▸ ACTION ITEM
Check every line in the listing below for "HardTanh". Copy the ones where it occurs.

▸ EXTRACTED ENTRIES
use crate::array::NdArray;
use crate::errors::FxResult;
use crate::types::Element;
use ndarray::Zip;

/// Unary elementwise operations: `Z[i] = f(X[i], extra)`.
#[derive(Debug, Clone, Copy, PartialEq, Eq)]
pub enum TransformOp {
    Abs,
    Neg,
    Sqrt,
    Exp,
    Log,
    Sin,
    Cos,
    Tanh,
    Sigmoid,
    Sign,
    Ceil,
    Floor,
    Round,
    OneMinus,
    Identity,
    SoftPlus,
    Elu,
    HardTanh,
    LeakyRelu,
    Pow,
}

impl TransformOp {
    pub fn from_num(num: i32) -> Option<Self> {
        Some(match num {
            0 => Self::Abs,
            1 => Self::Neg,
            2 => Self::Sqrt,
            3 => Self::Exp,
            4 => Self::Log,
            5 => Self::Sin,
            6 => Self::Cos,
            7 => Self::Tanh,
            8 => Self::Sigmoid,
            9 => Self::Sign,
            10 => Self::Ceil,
            11 => Self::Floor,
            12 => Self::Round,
            13 => Self::OneMinus,
            14 => Self::Identity,
            15 => Self::SoftPlus,
            16 => Self::Elu,
            17 => Self::HardTanh,
            18 => Self::LeakyRelu,
            19 => Self::Pow,
            _ => return None,
        })
    }

    pub fn as_num(self) -> i32 {
        match self {
            Self::Abs => 0,
            Self::Neg => 1,
            Self::Sqrt => 2,
            Self::Exp => 3,
            Self::Log => 4,
            Self::Sin => 5,
            Self::Cos => 6,
            Self::Tanh => 7,
            Self::Sigmoid => 8,
            Self::Sign => 9,
            Self::Ceil => 10,
            Self::Floor => 11,
            Self::Round => 12,
            Self::OneMinus => 13,
            Self::Identity => 14,
            Self::SoftPlus => 15,
            Self::Elu => 16,
            Self::HardTanh => 17,
            Self::LeakyRelu => 18,
            Self::Pow => 19,
        }
    }

    pub const ALL: [TransformOp; 20] = [
        Self::Abs,
        Self::Neg,
        Self::Sqrt,
        Self::Exp,
        Self::Log,
        Self::Sin,
        Self::Cos,
        Self::Tanh,
        Self::Sigmoid,
        Self::Sign,
        Self::Ceil,
        Self::Floor,
        Self::Round,
        Self::OneMinus,
        Self::Identity,
        Self::SoftPlus,
        Self::Elu,
        Self::HardTanh,
        Self::LeakyRelu,
        Self::Pow,
    ];

    pub fn apply<T: Element>(self, x: T, extra: &[T]) -> T {
        let one = T::one();
        match self {
            Self::Abs => x.abs(),
            Self::Neg => -x,
            Self::Sqrt => x.sqrt(),
            Self::Exp => x.exp(),
            Self::Log => x.ln(),
            Self::Sin => x.sin(),
            Self::Cos => x.cos(),
            Self::Tanh => x.tanh(),
            Self::Sigmoid => one / (one + (-x).exp()),
            Self::Sign => {
                if x == T::zero() {
                    T::zero()
                } else {
                    x.signum()
                }
            }
            Self::Ceil => x.ceil(),
            Self::Floor => x.floor(),
            Self::Round => x.round(),
            Self::OneMinus => one - x,
            Self::Identity => x,
            Self::SoftPlus => (one + x.exp()).ln(),
            Self::Elu => {
                let alpha = extra.first().copied().unwrap_or(one);
                if x > T::zero() {
                    x
                } else {
                    alpha * (x.exp() - one)
                }
            }
            Self::HardTanh => x.max(-one).min(one),
            Self::LeakyRelu => {
                let alpha = extra
                    .first()
                    .copied()
                    .unwrap_or_else(|| T::from_f64(0.01).unwrap_or_else(T::zero));
                if x >= T::zero() {
                    x
                } else {
                    alpha * x
                }
            }
            Self::Pow => {
                let exponent = extra.first().copied().unwrap_or(one);
                x.powf(exponent)
            }
        }
    }
}

/// Runs the transform over a fresh copy of `x`. The dense stride of a dense
/// input carries over unchanged.
pub fn exec<T: Element>(op: TransformOp, x: &NdArray<T>, extra: &[T]) -> FxResult<NdArray<T>> {
    let mut z = x.dup(x.order());
    {
        let mut zv = z.view_mut()?;
        #[cfg(feature = "rayon")]
        Zip::from(&mut zv).par_for_each(|v| *v = op.apply(*v, extra));
        #[cfg(not(feature = "rayon"))]
        Zip::from(&mut zv).for_each(|v| *v = op.apply(*v, extra));
    }
    Ok(z)
}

▸ RESPONSE
    HardTanh,
            17 => Self::HardTanh,
            Self::HardTanh => 17,
        Self::HardTanh,
            Self::HardTanh => x.max(-one).min(one),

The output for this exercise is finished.